You probably heard about the Wall Street Journal story where they had a snack-vending machine run by a chatbot created by Anthropic.

At first glance, it is funny and it looks like journalists doing their job criticising the AI industry. If you are curious, the video is there (requires JS).

But what appears to be journalism is, in fact, pure advertising. For both WSJ and Anthropic. Look at how WSJ journalists are presented as "world class", how no-subtle the Anthropic guy is when telling them they are the best and how the journalist blush at it. If you are taking the story at face value, you are failing for the trap which is simple: "AI is not really good but funny, we must improve it."

The first thing that blew my mind was how stupid the whole idea is. Think for one second. One full second. Why do you ever want to add a chatbot to a snack vending machine? The video states it clearly: the vending machine must be stocked by humans. Customers must order and take their snack by themselves. The AI has no value at all.

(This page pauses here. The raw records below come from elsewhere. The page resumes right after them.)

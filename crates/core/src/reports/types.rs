//! Report data structures.

use rust_decimal::Decimal;
use serde::{Deserialize, Serialize};

use saldo_shared::types::AccountId;

use crate::journal::AccountType;

/// One account's ledger activity aggregated over a period: the sum of
/// its debits and the sum of its credits.
#[derive(Debug, Clone, Serialize, Deserialize)]
pub struct AccountActivity {
    /// The account id.
    pub account_id: AccountId,
    /// The account code.
    pub code: String,
    /// The account name.
    pub name: String,
    /// The account type.
    pub account_type: AccountType,
    /// Sum of debit amounts over the period.
    pub debit_total: Decimal,
    /// Sum of credit amounts over the period.
    pub credit_total: Decimal,
}

impl AccountActivity {
    /// Net movement in the debit-positive convention.
    #[must_use]
    pub fn net(&self) -> Decimal {
        self.debit_total - self.credit_total
    }
}

/// One row of a trial balance: an account's gross debit and credit
/// sums over the report period.
#[derive(Debug, Clone, Serialize, Deserialize)]
pub struct TrialBalanceRow {
    /// The account id.
    pub account_id: AccountId,
    /// The account code.
    pub code: String,
    /// The account name.
    pub name: String,
    /// The account type.
    pub account_type: AccountType,
    /// Sum of the account's debits.
    pub debit: Decimal,
    /// Sum of the account's credits.
    pub credit: Decimal,
}

/// A trial balance: every active account's gross ledger activity.
#[derive(Debug, Clone, Serialize, Deserialize)]
pub struct TrialBalance {
    /// Rows ordered by account code.
    pub rows: Vec<TrialBalanceRow>,
    /// Sum of the debit column.
    pub total_debit: Decimal,
    /// Sum of the credit column.
    pub total_credit: Decimal,
    /// Whether the two columns agree.
    pub is_balanced: bool,
}

/// One row of a report section, in the account's natural sign.
#[derive(Debug, Clone, Serialize, Deserialize)]
pub struct ReportRow {
    /// The account id.
    pub account_id: AccountId,
    /// The account code.
    pub code: String,
    /// The account name.
    pub name: String,
    /// Natural-sign amount for this account.
    pub amount: Decimal,
}

/// A titled section of a financial statement.
#[derive(Debug, Clone, Serialize, Deserialize)]
pub struct ReportSection {
    /// Rows ordered by account code.
    pub rows: Vec<ReportRow>,
    /// Section total.
    pub total: Decimal,
}

impl ReportSection {
    /// An empty section.
    #[must_use]
    pub fn empty() -> Self {
        Self {
            rows: Vec::new(),
            total: Decimal::ZERO,
        }
    }
}

/// A balance sheet as of a date.
#[derive(Debug, Clone, Serialize, Deserialize)]
pub struct BalanceSheet {
    /// Asset accounts.
    pub assets: ReportSection,
    /// Liability accounts.
    pub liabilities: ReportSection,
    /// Equity accounts, excluding current-period earnings.
    pub equity: ReportSection,
    /// Net income to date, folded into the equity side.
    pub net_income: Decimal,
    /// Whether assets equal liabilities plus equity plus net income.
    pub is_balanced: bool,
}

/// An income statement over a period.
#[derive(Debug, Clone, Serialize, Deserialize)]
pub struct IncomeStatement {
    /// Revenue accounts.
    pub revenue: ReportSection,
    /// Expense accounts.
    pub expenses: ReportSection,
    /// Revenue total minus expense total.
    pub net_income: Decimal,
}
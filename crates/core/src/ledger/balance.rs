//! Running balance arithmetic.
//!
//! Ledger balances are stored debit-positive for every account: the
//! balance after a row is always `prior + debit - credit`, regardless
//! of the account's normal side. A credit-normal account in good
//! standing therefore carries a negative stored balance; presentation
//! layers flip the sign via [`signed_for_display`].

use rust_decimal::Decimal;

use crate::journal::NormalBalance;

/// Computes the balance after applying one ledger row.
#[must_use]
pub fn next_balance(prior: Decimal, debit: Decimal, credit: Decimal) -> Decimal {
    prior + debit - credit
}

/// Converts a stored debit-positive balance into the account's natural
/// sign for display: unchanged for debit-normal accounts, negated for
/// credit-normal accounts.
#[must_use]
pub fn signed_for_display(normal: NormalBalance, stored: Decimal) -> Decimal {
    match normal {
        NormalBalance::Debit => stored,
        NormalBalance::Credit => -stored,
    }
}

/// A per-account running balance accumulator.
#[derive(Debug, Clone, Copy, PartialEq, Eq)]
pub struct RunningBalance(Decimal);

impl RunningBalance {
    /// Starts from a prior balance.
    #[must_use]
    pub fn starting_at(prior: Decimal) -> Self {
        Self(prior)
    }

    /// Applies one row and returns the balance after it.
    pub fn apply(&mut self, debit: Decimal, credit: Decimal) -> Decimal {
        self.0 = next_balance(self.0, debit, credit);
        self.0
    }

    /// Returns the current balance.
    #[must_use]
    pub fn current(&self) -> Decimal {
        self.0
    }
}

impl Default for RunningBalance {
    fn default() -> Self {
        Self(Decimal::ZERO)
    }
}
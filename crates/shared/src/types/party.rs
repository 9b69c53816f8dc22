//! Party references for subsidiary-ledger tagging.

use serde::{Deserialize, Serialize};
use uuid::Uuid;

use super::id::{CustomerId, SupplierId};

/// Optional tagged party reference on a journal entry line.
///
/// A line may be tagged with a customer (accounts receivable) or a supplier
/// (accounts payable), never both. Modelling the tag as a sum type makes the
/// mutual exclusivity explicit even though the storage schema keeps two
/// nullable columns.
#[derive(Debug, Clone, Copy, PartialEq, Eq, Serialize, Deserialize)]
#[serde(rename_all = "snake_case", tag = "kind", content = "id")]
pub enum PartyRef {
    /// The line belongs to a customer's subsidiary ledger.
    Customer(CustomerId),
    /// The line belongs to a supplier's subsidiary ledger.
    Supplier(SupplierId),
}

impl PartyRef {
    /// Builds a party reference from the two nullable storage columns.
    ///
    /// Customer wins when both are set, matching the receivable-first
    /// convention of the subsidiary ledger reports.
    #[must_use]
    pub fn from_columns(customer_id: Option<Uuid>, supplier_id: Option<Uuid>) -> Option<Self> {
        match (customer_id, supplier_id) {
            (Some(c), _) => Some(Self::Customer(CustomerId::from_uuid(c))),
            (None, Some(s)) => Some(Self::Supplier(SupplierId::from_uuid(s))),
            (None, None) => None,
        }
    }

    /// Splits the reference back into the two nullable storage columns.
    #[must_use]
    pub fn into_columns(party: Option<Self>) -> (Option<Uuid>, Option<Uuid>) {
        match party {
            Some(Self::Customer(c)) => (Some(c.into_inner()), None),
            Some(Self::Supplier(s)) => (None, Some(s.into_inner())),
            None => (None, None),
        }
    }

    /// Returns the customer id if this is a customer reference.
    #[must_use]
    pub fn customer(self) -> Option<CustomerId> {
        match self {
            Self::Customer(c) => Some(c),
            Self::Supplier(_) => None,
        }
    }

    /// Returns the supplier id if this is a supplier reference.
    #[must_use]
    pub fn supplier(self) -> Option<SupplierId> {
        match self {
            Self::Supplier(s) => Some(s),
            Self::Customer(_) => None,
        }
    }
}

Automated snack vending machine is a solved problem since nearly a century. Why do you want to make your vending machine more expensive, more error-prone, more fragile and less efficient for your customers?

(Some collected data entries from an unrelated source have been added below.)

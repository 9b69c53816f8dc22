//! Initial migration: chart of accounts, journal, ledger, audit log.

use sea_orm_migration::prelude::*;

#[derive(DeriveMigrationName)]
pub struct Migration;

#[async_trait::async_trait]
impl MigrationTrait for Migration {
    async fn up(&self, manager: &SchemaManager) -> Result<(), DbErr> {
        manager
            .create_table(
                Table::create()
                    .table(Accounts::Table)
                    .col(ColumnDef::new(Accounts::Id).uuid().not_null().primary_key())
                    .col(ColumnDef::new(Accounts::BranchId).uuid().not_null())
                    .col(ColumnDef::new(Accounts::ParentId).uuid())
                    .col(ColumnDef::new(Accounts::Code).string().not_null())
                    .col(ColumnDef::new(Accounts::Name).string().not_null())
                    .col(ColumnDef::new(Accounts::AccountType).string().not_null())
                    .col(ColumnDef::new(Accounts::NormalBalance).string().not_null())
                    .col(
                        ColumnDef::new(Accounts::IsActive)
                            .boolean()
                            .not_null()
                            .default(true),
                    )
                    .col(ColumnDef::new(Accounts::DeletedAt).timestamp_with_time_zone())
                    .col(
                        ColumnDef::new(Accounts::CreatedAt)
                            .timestamp_with_time_zone()
                            .not_null(),
                    )
                    .col(
                        ColumnDef::new(Accounts::UpdatedAt)
                            .timestamp_with_time_zone()
                            .not_null(),
                    )
                    .foreign_key(
                        ForeignKey::create()
                            .name("fk_accounts_parent")
                            .from(Accounts::Table, Accounts::ParentId)
                            .to(Accounts::Table, Accounts::Id),
                    )
                    .to_owned(),
            )
            .await?;

        // Non-unique: code uniqueness among live accounts is enforced in
        // the repository so tombstoned codes can be reused.
        manager
            .create_index(
                Index::create()
                    .name("idx_accounts_branch_code")
                    .table(Accounts::Table)
                    .col(Accounts::BranchId)
                    .col(Accounts::Code)
                    .to_owned(),
            )
            .await?;

        manager
            .create_table(
                Table::create()
                    .table(JournalEntries::Table)
                    .col(
                        ColumnDef::new(JournalEntries::Id)
                            .uuid()
                            .not_null()
                            .primary_key(),
                    )
                    .col(ColumnDef::new(JournalEntries::BranchId).uuid().not_null())
                    .col(
                        ColumnDef::new(JournalEntries::EntryNumber)
                            .string()
                            .not_null()
                            .unique_key(),
                    )
                    .col(
                        ColumnDef::new(JournalEntries::ControlNumber)
                            .string()
                            .not_null()
                            .unique_key(),
                    )
                    .col(ColumnDef::new(JournalEntries::JournalType).string().not_null())
                    .col(ColumnDef::new(JournalEntries::Status).string().not_null())
                    .col(ColumnDef::new(JournalEntries::EntryDate).date().not_null())
                    .col(ColumnDef::new(JournalEntries::Description).string().not_null())
                    .col(ColumnDef::new(JournalEntries::ReferenceNo).string())
                    .col(
                        ColumnDef::new(JournalEntries::TotalDebit)
                            .decimal_len(20, 2)
                            .not_null(),
                    )
                    .col(
                        ColumnDef::new(JournalEntries::TotalCredit)
                            .decimal_len(20, 2)
                            .not_null(),
                    )
                    .col(ColumnDef::new(JournalEntries::ReversedFromId).uuid())
                    .col(ColumnDef::new(JournalEntries::CreatedBy).uuid().not_null())
                    .col(ColumnDef::new(JournalEntries::ApprovedBy).uuid())
                    .col(ColumnDef::new(JournalEntries::PostedAt).timestamp_with_time_zone())
                    .col(ColumnDef::new(JournalEntries::LockedAt).timestamp_with_time_zone())
                    .col(
                        ColumnDef::new(JournalEntries::CreatedAt)
                            .timestamp_with_time_zone()
                            .not_null(),
                    )
                    .col(
                        ColumnDef::new(JournalEntries::UpdatedAt)
                            .timestamp_with_time_zone()
                            .not_null(),
                    )
                    .to_owned(),
            )
            .await?;

        manager
            .create_index(
                Index::create()
                    .name("idx_journal_entries_branch_status")
                    .table(JournalEntries::Table)
                    .col(JournalEntries::BranchId)
                    .col(JournalEntries::Status)
                    .to_owned(),
            )
            .await?;

        manager
            .create_index(
                Index::create()
                    .name("idx_journal_entries_entry_date")
                    .table(JournalEntries::Table)
                    .col(JournalEntries::EntryDate)
                    .to_owned(),
            )
            .await?;

        manager
            .create_table(
                Table::create()
                    .table(JournalEntryLines::Table)
                    .col(
                        ColumnDef::new(JournalEntryLines::Id)
                            .uuid()
                            .not_null()
                            .primary_key(),
                    )
                    .col(
                        ColumnDef::new(JournalEntryLines::JournalEntryId)
                            .uuid()
                            .not_null(),
                    )
                    .col(ColumnDef::new(JournalEntryLines::AccountId).uuid().not_null())
                    .col(
                        ColumnDef::new(JournalEntryLines::LineOrder)
                            .integer()
                            .not_null(),
                    )
                    .col(
                        ColumnDef::new(JournalEntryLines::Debit)
                            .decimal_len(20, 2)
                            .not_null(),
                    )
                    .col(
                        ColumnDef::new(JournalEntryLines::Credit)
                            .decimal_len(20, 2)
                            .not_null(),
                    )
                    .col(ColumnDef::new(JournalEntryLines::CustomerId).uuid())
                    .col(ColumnDef::new(JournalEntryLines::SupplierId).uuid())
                    .col(ColumnDef::new(JournalEntryLines::Particulars).string())
                    .col(
                        ColumnDef::new(JournalEntryLines::CreatedAt)
                            .timestamp_with_time_zone()
                            .not_null(),
                    )
                    .col(
                        ColumnDef::new(JournalEntryLines::UpdatedAt)
                            .timestamp_with_time_zone()
                            .not_null(),
                    )
                    .foreign_key(
                        ForeignKey::create()
                            .name("fk_lines_journal_entry")
                            .from(JournalEntryLines::Table, JournalEntryLines::JournalEntryId)
                            .to(JournalEntries::Table, JournalEntries::Id)
                            .on_delete(ForeignKeyAction::Cascade),
                    )
                    .foreign_key(
                        ForeignKey::create()
                            .name("fk_lines_account")
                            .from(JournalEntryLines::Table, JournalEntryLines::AccountId)
                            .to(Accounts::Table, Accounts::Id),
                    )
                    .to_owned(),
            )
            .await?;

        manager
            .create_index(
                Index::create()
                    .name("idx_lines_journal_entry")
                    .table(JournalEntryLines::Table)
                    .col(JournalEntryLines::JournalEntryId)
                    .to_owned(),
            )
            .await?;

        manager
            .create_table(
                Table::create()
                    .table(Ledgers::Table)
                    .col(
                        ColumnDef::new(Ledgers::Id)
                            .big_integer()
                            .not_null()
                            .auto_increment()
                            .primary_key(),
                    )
                    .col(ColumnDef::new(Ledgers::JournalEntryId).uuid().not_null())
                    .col(ColumnDef::new(Ledgers::JournalLineId).uuid().not_null())
                    .col(ColumnDef::new(Ledgers::AccountId).uuid().not_null())
                    .col(ColumnDef::new(Ledgers::BranchId).uuid().not_null())
                    .col(ColumnDef::new(Ledgers::ControlNumber).string().not_null())
                    .col(ColumnDef::new(Ledgers::EntryDate).date().not_null())
                    .col(ColumnDef::new(Ledgers::Debit).decimal_len(20, 2).not_null())
                    .col(ColumnDef::new(Ledgers::Credit).decimal_len(20, 2).not_null())
                    .col(
                        ColumnDef::new(Ledgers::RunningBalance)
                            .decimal_len(20, 2)
                            .not_null(),
                    )
                    .col(ColumnDef::new(Ledgers::CustomerId).uuid())
                    .col(ColumnDef::new(Ledgers::SupplierId).uuid())
                    .col(ColumnDef::new(Ledgers::Particulars).string())
                    .col(
                        ColumnDef::new(Ledgers::PostedAt)
                            .timestamp_with_time_zone()
                            .not_null(),
                    )
                    .col(
                        ColumnDef::new(Ledgers::CreatedAt)
                            .timestamp_with_time_zone()
                            .not_null(),
                    )
                    .foreign_key(
                        ForeignKey::create()
                            .name("fk_ledgers_journal_entry")
                            .from(Ledgers::Table, Ledgers::JournalEntryId)
                            .to(JournalEntries::Table, JournalEntries::Id),
                    )
                    .foreign_key(
                        ForeignKey::create()
                            .name("fk_ledgers_account")
                            .from(Ledgers::Table, Ledgers::AccountId)
                            .to(Accounts::Table, Accounts::Id),
                    )
                    .to_owned(),
            )
            .await?;

        // Latest-balance lookups scan (account_id, id desc).
        manager
            .create_index(
                Index::create()
                    .name("idx_ledgers_account_id")
                    .table(Ledgers::Table)
                    .col(Ledgers::AccountId)
                    .col(Ledgers::Id)
                    .to_owned(),
            )
            .await?;

        manager
            .create_index(
                Index::create()
                    .name("idx_ledgers_branch_date")
                    .table(Ledgers::Table)
                    .col(Ledgers::BranchId)
                    .col(Ledgers::EntryDate)
                    .to_owned(),
            )
            .await?;

        manager
            .create_table(
                Table::create()
                    .table(AuditLogs::Table)
                    .col(
                        ColumnDef::new(AuditLogs::Id)
                            .big_integer()
                            .not_null()
                            .auto_increment()
                            .primary_key(),
                    )
                    .col(ColumnDef::new(AuditLogs::BranchId).uuid().not_null())
                    .col(ColumnDef::new(AuditLogs::UserId).uuid().not_null())
                    .col(ColumnDef::new(AuditLogs::Action).string().not_null())
                    .col(ColumnDef::new(AuditLogs::EntityType).string().not_null())
                    .col(ColumnDef::new(AuditLogs::EntityId).string().not_null())
                    .col(ColumnDef::new(AuditLogs::Details).json())
                    .col(
                        ColumnDef::new(AuditLogs::CreatedAt)
                            .timestamp_with_time_zone()
                            .not_null(),
                    )
                    .to_owned(),
            )
            .await?;

        Ok(())
    }

    async fn down(&self, manager: &SchemaManager) -> Result<(), DbErr> {
        manager
            .drop_table(Table::drop().table(AuditLogs::Table).to_owned())
            .await?;
        manager
            .drop_table(Table::drop().table(Ledgers::Table).to_owned())
            .await?;
        manager
            .drop_table(Table::drop().table(JournalEntryLines::Table).to_owned())
            .await?;
        manager
            .drop_table(Table::drop().table(JournalEntries::Table).to_owned())
            .await?;
        manager
            .drop_table(Table::drop().table(Accounts::Table).to_owned())
            .await?;
        Ok(())
    }
}

#[derive(DeriveIden)]
enum Accounts {
    Table,
    Id,
    BranchId,
    ParentId,
    Code,
    Name,
    AccountType,
    NormalBalance,
    IsActive,
    DeletedAt,
    CreatedAt,
    UpdatedAt,
}

#[derive(DeriveIden)]
enum JournalEntries {
    Table,
    Id,
    BranchId,
    EntryNumber,
    ControlNumber,
    JournalType,
    Status,
    EntryDate,
    Description,
    ReferenceNo,
    TotalDebit,
    TotalCredit,
    ReversedFromId,
    CreatedBy,
    ApprovedBy,
    PostedAt,
    LockedAt,
    CreatedAt,
    UpdatedAt,
}

#[derive(DeriveIden)]
enum JournalEntryLines {
    Table,
    Id,
    JournalEntryId,
    AccountId,
    LineOrder,
    Debit,
    Credit,
    CustomerId,
    SupplierId,
    Particulars,
    CreatedAt,
    UpdatedAt,
}

#[derive(DeriveIden)]
enum Ledgers {
    Table,
    Id,
    JournalEntryId,
    JournalLineId,
    AccountId,
    BranchId,
    ControlNumber,
    EntryDate,
    Debit,
    Credit,
    RunningBalance,
    CustomerId,
    SupplierId,
    Particulars,
    PostedAt,
    CreatedAt,
}

#[derive(DeriveIden)]
enum AuditLogs {
    Table,
    Id,
    BranchId,
    UserId,
    Action,
    EntityType,
    EntityId,
    Details,
    CreatedAt,
}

What this video is really doing is normalising the fact that "even if it is completely stupid, AI will be everywhere, get used to it!"

The Anthropic guy himself doesn’t seem to believe his own lies, to the point of making me uncomfortable. Toward the ends, he even tries to warn us: "Claude AI could run your business but you don’t want to come one day and see you have been locked out." At which the journalist adds, "Or has ordered 100 PlayStations."

And then he gives up:

"Well, the best you can do is probably prepare for that world."

Still from the video where Anthropic’s employee says "probably prepare for that world"
Still from the video where Anthropic’s employee says "probably prepare for that world"

None of the world class journalists seemed to care. They are probably too badly paid for that. I was astonished to see how proud they were, having spent literally hours chatting with a bot just to get a free coke, even queuing for the privilege of having a free coke. A coke that cost a few minutes of minimum-wage work.

So the whole thing is advertising a world where chatbots will be everywhere and where world-class workers will do long queue just to get a free soda.

And the best advice about it is that you should probably prepare for that world.

I’m Ploum, a writer and an engineer. I like to explore how technology impacts society. You can subscribe by email or by rss. I value privacy and never share your adress.

I write science-fiction novels in French. For Bikepunk, my new post-apocalyptic-cyclist book, my publisher is looking for contacts in other countries to distribute it in languages other than French. If you can help, contact me!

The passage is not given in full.